Breastfeeding discrimination considered unlawful sex discrimination in courts

Discrimination against a woman for breastfeeding is officially considered sex discrimination. The United States Court of Appeals for the Fifth Circuit ruled May 31 that, “firing a woman because she is lactating or expressing milk is unlawful sex discrimination under Title VII of the Civil Rights Act of 1964.”

Breastfeeding is the most natural way for a mother to provide her baby with the proper nutrients it needs to stay healthy. Breast milk contains antibodies and hormones which build the baby’s immune system, protecting it from illness and disease. It can also be life saving — babies born prematurely are given breast milk as it is easier to digest and contains essential nutrients formula cannot supply.

Organizations that aim to ensure the protection of breastfeeding women exist nationwide, such as the United States Breastfeeding Committee. In the state of Florida, the Florida Breastfeeding Coalition, Inc. was established in 2008 to protect, promote and support breastfeeding women. Locally, the Northeast Florida Breastfeeding Collaborative, a network of health care professionals and organizations in the region, began in 2009 to promote breastfeeding and its duration among women.

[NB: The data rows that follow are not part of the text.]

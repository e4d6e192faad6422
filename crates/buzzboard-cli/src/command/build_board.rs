use std::path::PathBuf;

use buzzboard_engine::{Board, BoardBuilder, BoardSeed};
use rand::Rng as _;
use serde::Serialize;

use crate::{
    command::{DatasetArg, SettingsArg},
    util::Output,
};

#[derive(Default, Debug, Clone, clap::Args)]
pub(crate) struct BuildBoardArg {
    #[clap(flatten)]
    dataset: DatasetArg,
    #[clap(flatten)]
    pub(super) settings: SettingsArg,
    /// Board seed as 32 hex digits; random when omitted
    #[clap(long)]
    seed: Option<BoardSeed>,
    /// Write the board here instead of stdout
    #[clap(long)]
    output: Option<PathBuf>,
}

#[derive(Debug, Serialize)]
struct BuiltBoard {
    seed: BoardSeed,
    board: Board,
}

pub(crate) fn run(arg: &BuildBoardArg) -> anyhow::Result<()> {
    let BuildBoardArg {
        dataset,
        settings,
        seed,
        output,
    } = arg;

    let settings = settings.load()?;
    let records = dataset.records()?;
    let seed = seed.unwrap_or_else(|| rand::rng().random());
    let board = BoardBuilder::with_seed(seed)
        .eligible_round(settings.eligible_round())
        .build(
            &records,
            settings.category_count(),
            settings.value_ladder(),
        )?;
    Output::save_json(&BuiltBoard { seed, board }, output.clone())
}
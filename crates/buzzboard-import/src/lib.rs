//! Dataset import: turns CSV, Jeopardy TSV or JSON clue files into
//! [`ClueRecord`]s.
//!
//! Every reader trims text fields and discards rows whose clue or response
//! is empty. Discarded rows are counted in the [`ImportReport`].
//!
//! ```
//! use buzzboard_import::{DatasetFormat, import_str};
//!
//! let csv = "id,round,category,value,clue,response\n\
//!            a1,1,Rivers,$400,Flows through Cairo,What is the Nile?\n\
//!            a2,1,Rivers,200,,\n";
//! let report = import_str(csv, DatasetFormat::Csv).unwrap();
//! assert_eq!(report.records.len(), 1);
//! assert_eq!(report.records[0].value(), 400);
//! assert_eq!(report.discarded, 1);
//! ```

use std::{fs, path::Path};

use buzzboard_engine::ClueRecord;

pub use self::raw::{parse_round, parse_value};

mod delimited;
mod json;
mod raw;

/// Supported dataset layouts.
#[derive(Debug, Clone, Copy, PartialEq, Eq, derive_more::Display, derive_more::FromStr)]
pub enum DatasetFormat {
    /// Header `id,round,category,value,clue,response,subject_tags,source_url`.
    #[display("csv")]
    Csv,
    /// Tab-separated Jeopardy archive export (`clue_value`, `answer`,
    /// `question`, `air_date`, ...).
    #[display("tsv")]
    Tsv,
    /// Array of objects with the CSV field names.
    #[display("json")]
    Json,
}

const TSV_HEADER_HINTS: [&str; 4] = ["clue_value", "air_date", "answer", "question"];

impl DatasetFormat {
    /// Detects the format from the file extension, falling back to the
    /// content of the first line.
    #[must_use]
    pub fn detect(path: &Path, text: &str) -> Self {
        let extension = path
            .extension()
            .and_then(|ext| ext.to_str())
            .map(str::to_ascii_lowercase);
        match extension.as_deref() {
            Some("json") => Self::Json,
            Some("tsv") => Self::Tsv,
            Some("csv") => Self::Csv,
            _ => Self::detect_content(text),
        }
    }

    /// Detects the format from content alone.
    ///
    /// A first line holding a tab and a known archive column name is TSV,
    /// a leading `[` is JSON, anything else is CSV.
    #[must_use]
    pub fn detect_content(text: &str) -> Self {
        let first_line = text.lines().next().unwrap_or_default();
        if first_line.contains('\t') && TSV_HEADER_HINTS.iter().any(|h| first_line.contains(h)) {
            Self::Tsv
        } else if text.trim_start().starts_with('[') {
            Self::Json
        } else {
            Self::Csv
        }
    }
}

#[derive(Debug, derive_more::Display, derive_more::Error, derive_more::From)]
pub enum ImportError {
    #[display("failed to read dataset: {_0}")]
    #[from]
    Io(std::io::Error),
    #[display("malformed delimited dataset: {_0}")]
    #[from]
    Csv(csv::Error),
    #[display("malformed JSON dataset: {_0}")]
    #[from]
    Json(serde_json::Error),
    #[display("JSON dataset must be an array of clue objects")]
    NotAnArray,
    #[display("import produced 0 clues ({discarded} rows discarded)")]
    Empty { discarded: usize },
}

/// Result of a successful import.
#[derive(Debug, Clone)]
pub struct ImportReport {
    pub format: DatasetFormat,
    pub records: Vec<ClueRecord>,
    /// Rows dropped for an empty clue or response.
    pub discarded: usize,
}

/// Reads and normalizes a dataset file, detecting its format.
pub fn import_path(path: &Path) -> Result<ImportReport, ImportError> {
    let text = fs::read_to_string(path)?;
    let format = DatasetFormat::detect(path, &text);
    tracing::debug!(path = %path.display(), %format, "importing dataset");
    import_str(&text, format)
}

/// Normalizes dataset text in the given format.
pub fn import_str(text: &str, format: DatasetFormat) -> Result<ImportReport, ImportError> {
    let rows = match format {
        DatasetFormat::Csv => delimited::read_csv(text)?,
        DatasetFormat::Tsv => delimited::read_tsv(text)?,
        DatasetFormat::Json => json::read_json(text)?,
    };

    let mut records = Vec::with_capacity(rows.len());
    let mut discarded = 0;
    for (n, row) in rows.into_iter().enumerate() {
        match row.into_record(n) {
            Ok(record) => records.push(record),
            Err(e) => {
                tracing::debug!(row = n, "discarding row: {e}");
                discarded += 1;
            }
        }
    }
    if discarded > 0 {
        tracing::warn!(discarded, kept = records.len(), "rows without clue or response discarded");
    }
    if records.is_empty() {
        return Err(ImportError::Empty { discarded });
    }
    tracing::info!(%format, clues = records.len(), "dataset imported");
    Ok(ImportReport {
        format,
        records,
        discarded,
    })
}

#[cfg(test)]
mod tests {
    use std::path::PathBuf;

    use buzzboard_engine::Round;

    use super::*;

    #[test]
    fn test_detect_by_extension() {
        let tsv_text = "round\tclue_value\tcategory\n";
        assert_eq!(DatasetFormat::detect(&PathBuf::from("a.JSON"), ""), DatasetFormat::Json);
        assert_eq!(DatasetFormat::detect(&PathBuf::from("a.tsv"), ""), DatasetFormat::Tsv);
        assert_eq!(DatasetFormat::detect(&PathBuf::from("a.csv"), tsv_text), DatasetFormat::Csv);
        assert_eq!(DatasetFormat::detect(&PathBuf::from("a.txt"), tsv_text), DatasetFormat::Tsv);
    }

    #[test]
    fn test_detect_by_content() {
        assert_eq!(
            DatasetFormat::detect_content("id\tcategory\tclue\n"),
            DatasetFormat::Csv
        );
        assert_eq!(
            DatasetFormat::detect_content("round\tcategory\tanswer\tquestion\n"),
            DatasetFormat::Tsv
        );
        assert_eq!(DatasetFormat::detect_content("  [ {} ]"), DatasetFormat::Json);
        assert_eq!(DatasetFormat::detect_content("id,clue\n"), DatasetFormat::Csv);
    }

    #[test]
    fn test_format_from_str() {
        assert_eq!("json".parse::<DatasetFormat>().unwrap(), DatasetFormat::Json);
        assert_eq!("Tsv".parse::<DatasetFormat>().unwrap(), DatasetFormat::Tsv);
        assert!("xml".parse::<DatasetFormat>().is_err());
        assert_eq!(DatasetFormat::Csv.to_string(), "csv");
    }

    #[test]
    fn test_empty_import_fails() {
        let err = import_str("id,round,category,value,clue,response\nx,1,A,200,,\n", DatasetFormat::Csv)
            .unwrap_err();
        assert!(matches!(err, ImportError::Empty { discarded: 1 }));
        let err = import_str("", DatasetFormat::Csv).unwrap_err();
        assert!(matches!(err, ImportError::Empty { discarded: 0 }));
    }

    #[test]
    fn test_csv_defaults() {
        let text = "category,value,clue,response,subject_tags\n  ,\"$1,000\",  A clue  , A response ,geo| history ||\n";
        let report = import_str(text, DatasetFormat::Csv).unwrap();
        let record = &report.records[0];
        assert_eq!(record.id(), "row-0");
        assert_eq!(record.round(), Round::First);
        assert_eq!(record.category(), "UNKNOWN");
        assert_eq!(record.clue(), "A clue");
        assert_eq!(record.response(), "A response");
        assert_eq!(record.value(), 1000);
        assert_eq!(
            record.tags().iter().map(String::as_str).collect::<Vec<_>>(),
            ["geo", "history"]
        );
    }
}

The Florida Communities Putting Prevention to Work initiative (funded by the American Recovery and Reinvestment Act and started in 2010) encouraged workplace support for breastfeeding as part of its goal to improve nutrition statewide. The CPPW program did so by increasing the number of school districts and state agencies that provided work-site breastfeeding support for employees. The CPPW program was completed in June of 2012.